Re-post: Rhythm, Depth, and the Connectedness of Life

This is a blog I wrote two years ago on my Hesed Now site. It is unreal how this happens every year. I happen to be sick again at the same time of year. I wanted to re-post the blog in its original form to show you how we carry grief with us even a decade later. Here it is:

Over the last two and a half weeks I have been battling a sickness that has been kicking my tail. It started with nausea, led to a 9 point cold on a 10-point scale, and now is in the “cough up your lungs” stage. What I am experiencing is not uncommon for this time of year. In fact, a number of people in our church have a similar illness that they’ve been battling for weeks as well. But what is interesting to me is that I have been sick at least 6 out of the last 8 years around this exact time period. How do I know this? Well it’s not because I track my colds and viruses on an Excel spreadsheet.

Today (March 3) is a day that will always be seared into my family’s memory. In my opinion there are three types of days. There are normal days that you need to look on a calendar or internet site to figure out what happened on “this day in history.” These dates are the majority of our days. Then there are dates that we are supposed to remember and commit to memory. These are birthdays, anniversaries and important dates in history. These days are important in your life, but the very fact that you have to work to commit them to memory puts them in this category. The last category is filled with days that you could never forget even if you tried. I am sure that September 11 is one of these days for a large majority of Americans. And, as I said earlier, March 3 is one that my family always remembers without effort. Eight years ago today my youngest sister was killed in a car accident as a 16 year old. The events that transpired still ring fresh in my memory even with the passing of nearly a decade.

And that takes me back to my sickness. My personality is one that usually buries emotion and hides weakness. But this terrible habit of mine usually catches up with about this time every year. Now I may get sick around this time of year because my immune system is lower in the winter and more susceptible to illness. But somehow or another my body has become worn out and fatigued at this exact day almost every year for the last 8 years. I also usually become a little more irritable and moody. All of this happens even without me consciously anticipating the anniversary of her wreck. I’ve got to admit, last Tuesday I did not sit around and think, “only one more week until March 3.” In fact, two days ago I couldn’t have told you it was coming up.
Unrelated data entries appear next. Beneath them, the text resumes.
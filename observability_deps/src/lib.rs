//! This crate exists to add a level of indirection between the tracing
//! ecosystem and the rest of the workspace, so that the version and feature
//! selection of the observability stack is made in exactly one place.

#![deny(rustdoc::broken_intra_doc_links, rustdoc::bare_urls, rust_2018_idioms)]
#![warn(
    missing_debug_implementations,
    missing_docs,
    clippy::explicit_iter_loop,
    clippy::use_self,
    clippy::clone_on_ref_ptr
)]

pub use tracing;
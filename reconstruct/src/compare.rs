//! Finding the last moment several catalogs agreed on a namespace's layout.

use data_types::{ChunkDistribution, DistributionTime, ShardVersion};
use observability_deps::tracing::debug;

use crate::walk::WalkError;

/// The comparator's verdict for one namespace.
#[derive(Debug)]
pub enum CompareOutcome {
    /// All catalogs shared this layout, last at `time`.
    Agreement {
        /// The earliest of the agreeing distributions' times: the moment
        /// the shared layout became current everywhere.
        time: DistributionTime,
        /// The shared layout.
        distribution: ChunkDistribution,
    },
    /// The walks ended without ever agreeing. A definite negative result,
    /// not an error.
    NoCommonHistory,
}

#[derive(Debug)]
struct Stream<I> {
    walk: I,
    current: Option<ChunkDistribution>,
}

impl<I> Stream<I>
where
    I: Iterator<Item = Result<ChunkDistribution, WalkError>>,
{
    fn advance(&mut self) -> Result<(), WalkError> {
        self.current = self.walk.next().transpose()?;
        Ok(())
    }

    /// Tournament rank: exhausted streams sort below every live one, live
    /// streams by their layout's greatest shard version.
    fn rank(&self) -> Option<Option<ShardVersion>> {
        self.current
            .as_ref()
            .map(ChunkDistribution::max_shard_version)
    }
}

/// Drives one [`DistributionWalker`](crate::DistributionWalker) per catalog
/// backwards in lock-step until every catalog shows the same layout.
///
/// The stream whose current distribution carries the greatest shard version
/// is the one furthest in the future relative to the others, so it is the
/// one rolled back each round (ties broken by stream order, for
/// determinism). Shard versions are monotonic across the cluster, so the
/// joint maximum strictly decreases and the tournament terminates after at
/// most the combined length of all walks.
#[derive(Debug)]
pub struct CatalogComparator<I> {
    streams: Vec<Stream<I>>,
}

impl<I> CatalogComparator<I>
where
    I: Iterator<Item = Result<ChunkDistribution, WalkError>>,
{
    /// Compare the given walks; callers provide at least two.
    pub fn new(walks: impl IntoIterator<Item = I>) -> Self {
        Self {
            streams: walks
                .into_iter()
                .map(|walk| Stream {
                    walk,
                    current: None,
                })
                .collect(),
        }
    }

    /// Run the tournament to completion.
    ///
    /// Errors raised by a walk (an inconsistent journal, a failed integrity
    /// check) abort the comparison for this namespace.
    pub fn run(mut self) -> Result<CompareOutcome, WalkError> {
        if self.streams.is_empty() {
            return Ok(CompareOutcome::NoCommonHistory);
        }
        for stream in &mut self.streams {
            stream.advance()?;
        }

        let mut rounds = 0_usize;
        loop {
            // a walk that ran dry can never agree with anything again
            if self.streams.iter().any(|s| s.current.is_none()) {
                debug!(rounds, "a catalog exhausted its journal before agreement");
                return Ok(CompareOutcome::NoCommonHistory);
            }
            if self.all_agree() {
                let time = self
                    .streams
                    .iter()
                    .filter_map(|s| s.current.as_ref().map(ChunkDistribution::time))
                    .min()
                    .unwrap_or(DistributionTime::Latest);
                let distribution = self.streams[0]
                    .current
                    .take()
                    .expect("all streams agreed, so every stream holds a distribution");
                debug!(rounds, %time, "catalogs agree");
                return Ok(CompareOutcome::Agreement { time, distribution });
            }

            let leader = self.leader();
            self.streams[leader].advance()?;
            rounds += 1;
        }
    }

    fn all_agree(&self) -> bool {
        let mut live = self.streams.iter().filter_map(|s| s.current.as_ref());
        match live.next() {
            Some(first) => live.all(|other| other == first),
            None => false,
        }
    }

    /// Index of the stream to roll back next: the greatest
    /// [`rank`](Stream::rank), earliest stream on ties.
    fn leader(&self) -> usize {
        let mut best = 0;
        for (at, stream) in self.streams.iter().enumerate().skip(1) {
            if stream.rank() > self.streams[best].rank() {
                best = at;
            }
        }
        best
    }
}
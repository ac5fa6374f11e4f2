//! The reconstructed history of a namespace's chunk distributions.

use crate::{ChunkDistribution, DistributionTime};

/// Chunk distributions of one namespace ordered by the time they became
/// current, oldest first.
#[derive(Debug, Default)]
pub struct History {
    distributions: Vec<ChunkDistribution>,
}

impl History {
    /// Create an empty history.
    pub fn new() -> Self {
        Self::default()
    }

    /// Insert a distribution at its position in time order.
    pub fn insert(&mut self, distribution: ChunkDistribution) {
        let at = self
            .distributions
            .partition_point(|existing| existing.time() <= distribution.time());
        self.distributions.insert(at, distribution);
    }

    /// The latest distribution valid at or before `time`.
    pub fn latest_at(&self, time: DistributionTime) -> Option<&ChunkDistribution> {
        let at = self
            .distributions
            .partition_point(|existing| existing.time() <= time);
        at.checked_sub(1).map(|at| &self.distributions[at])
    }

    /// Number of distributions.
    pub fn len(&self) -> usize {
        self.distributions.len()
    }

    /// Whether the history holds no distributions.
    pub fn is_empty(&self) -> bool {
        self.distributions.is_empty()
    }

    /// Iterate oldest-first.
    pub fn iter(&self) -> impl Iterator<Item = &ChunkDistribution> {
        self.distributions.iter()
    }

    /// The oldest distribution.
    pub fn earliest(&self) -> Option<&ChunkDistribution> {
        self.distributions.first()
    }

    /// The newest distribution.
    pub fn latest(&self) -> Option<&ChunkDistribution> {
        self.distributions.last()
    }
}
//! Access to the config catalog of a sharded document database: the
//! `collections`, `chunks` and `changelog` collections of its configuration
//! database.
//!
//! The [`ConfigCatalog`] trait is what the reconstruction core consumes;
//! [`MongoCatalog`] talks to a live catalog and [`MemCatalog`] backs tests
//! and fixtures.

#![deny(rustdoc::broken_intra_doc_links, rustdoc::bare_urls, rust_2018_idioms)]
#![warn(
    missing_debug_implementations,
    missing_docs,
    clippy::explicit_iter_loop,
    clippy::use_self,
    clippy::clone_on_ref_ptr
)]

pub mod interface;
pub mod mem;
pub mod mongo;
pub mod uri;

pub use interface::{CollectionEntry, ConfigCatalog, Error};
pub use mem::MemCatalog;
pub use mongo::MongoCatalog;
pub use uri::{CatalogUri, UriError, DEFAULT_PORT, DEFAULT_URI};
//! Walking a namespace's chunk distributions backwards in time.
//!
//! A [`DistributionWalker`] starts from the catalog's current chunk snapshot
//! and inverts the change journal's events one by one, yielding the layout
//! the namespace had before each split, multi-split and completed move.

use std::collections::HashSet;
use std::sync::Arc;

use config_catalog::ConfigCatalog;
use data_types::{
    ChangeEvent, Chunk, ChunkDistribution, ChunkRange, ChunkSpec, DistributionTime, History,
    MovePhase, ShardName, ShardVersion,
};
use observability_deps::tracing::{debug, warn};
use snafu::{ensure, OptionExt, ResultExt, Snafu};

use crate::codec::{decode_entry, JOURNAL_KINDS};

/// Errors that end the reconstruction of one namespace.
#[derive(Debug, Snafu)]
#[allow(missing_docs)]
pub enum WalkError {
    #[snafu(display("catalog error while loading `{namespace}`: {source}"))]
    Catalog {
        namespace: String,
        source: config_catalog::Error,
    },

    #[snafu(display("snapshot chunk document for `{namespace}` is invalid: {source}"))]
    Snapshot {
        namespace: String,
        source: data_types::SnapshotError,
    },

    #[snafu(display("snapshot of `{namespace}` does not form a distribution: {source}"))]
    SnapshotShape {
        namespace: String,
        source: data_types::DistributionError,
    },

    #[snafu(display(
        "journal event at {time} references a chunk with range {range} \
         missing from the distribution of `{namespace}`"
    ))]
    MissingChunk {
        namespace: String,
        range: String,
        time: bson::DateTime,
    },

    #[snafu(display(
        "journal {side} chunk of the event at {time} does not match the \
         distribution of `{namespace}`: {decoded} <--> {located}"
    ))]
    ChunkMismatch {
        namespace: String,
        side: &'static str,
        time: bson::DateTime,
        decoded: String,
        located: String,
    },

    #[snafu(display(
        "inverting the event at {time} for `{namespace}` failed: {source}"
    ))]
    Invert {
        namespace: String,
        time: bson::DateTime,
        source: data_types::DistributionError,
    },

    #[snafu(display(
        "distribution of `{namespace}` failed its integrity check after \
         inverting the event at {time}: {messages}"
    ))]
    Integrity {
        namespace: String,
        time: bson::DateTime,
        messages: String,
    },
}

/// What to do when a journal sub-record disagrees with the chunk found in
/// the distribution during a split inversion.
///
/// The policy applies to both sides of a split alike.
#[derive(Debug, Clone, Copy, PartialEq, Eq, Default)]
pub enum MismatchPolicy {
    /// Treat the mismatch as an inconsistent journal and stop the walk.
    #[default]
    Fatal,
    /// Log the mismatch and keep walking.
    Warn,
}

/// Build the current chunk distribution of `namespace` from the catalog's
/// chunk snapshot.
pub async fn current_distribution(
    catalog: &dyn ConfigCatalog,
    namespace: &str,
) -> Result<ChunkDistribution, WalkError> {
    let docs = catalog
        .chunk_documents(namespace)
        .await
        .context(CatalogSnafu { namespace })?;

    let mut distribution = ChunkDistribution::new(namespace);
    for doc in &docs {
        let chunk = Chunk::from_snapshot(doc).context(SnapshotSnafu { namespace })?;
        distribution
            .insert(Arc::new(chunk))
            .context(SnapshotShapeSnafu { namespace })?;
    }
    Ok(distribution)
}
It is not something I have to cognitively dwell on to have it affect me. My body responds and reacts because it is ingrained in my rhythm. I also believe that it reacts because we are so intimately connected with the created world around us. When we experience the death of something we love, a piece of our lives will also forever be gone with that person or thing.

And that reminds me of what the Apostle Paul says in 2 Corinthians 4:7-12. “But we have this treasure in jars of clay to show that this all-surpassing power is from God and not from us. We are hard pressed on every side, but not crushed; perplexed, but not in despair; persecuted, but not abandoned; struck down, but not destroyed. We always carry around in our body the death of Jesus, so that the life of Jesus may also be revealed in our body. For we who are alive are always being given over to death for Jesus’ sake, so that his life may be revealed in our mortal body. So then, death is at work in us, but life is at work in you.”

Paul begins by talking about the nature of life and how fragile we are as humans. He describes life as one where we are troubled, deeply saddened or in despair, and even stricken with illness. He goes on to say, “We always carry around in our body the death of Jesus, so that the life of Jesus may also be revealed in our body.” And this speaks to how intimately connected we are with one another. This is the glory of the Gospel, which is truly Good News: that we must die in order to have life. It is also the true meaning of being a Christian. Not that we just “believe in” Jesus’ death and resurrection, but that we actually “identify with” Jesus’ death and resurrection. This is why Paul can say in Galatians 5:24, “They that are Christ’s have crucified the flesh.” And that is why he can go on to say in Romans 6:3-5, “Or don’t you know that all of us who were baptized into Christ Jesus were baptized into his death? We were therefore buried with him through baptism into death in order that, just as Christ was raised from the dead through the glory of the Father, we too may live a new life. If we have been united with him like this in his death, we will certainly also be united with him in his resurrection.”

To me that is what Lent is about. Going through a 40 day “wilderness experience” and letting parts of your life die so they can regenerate into something new and holy. And that is why I will embrace the sickness in my body that I carry around in part because of my mourning. To know Jesus in his death is to know him in his resurrection. I am aware that Jesus has risen and remains alive during Lent, but this is a period for Christians to experience a connectedness with God in his suffering. This is my only hope during times of deep grief over my sister or other friends and family that have passed away: that God took it upon Himself to be subjected to suffering and death so that we might have life. And there is a time to celebrate this life as Christians, and that is Easter. There is also a time to celebrate my sister’s life, and that is March 4 and June 28 (her birthday). But today, just as in the Lenten season, we mourn and experience the depths of the pain of death so that we can experience the heights and joy of eternal life. Because we know that “if we have been united with him like this in his death, we will certainly also be united with him in his resurrection.”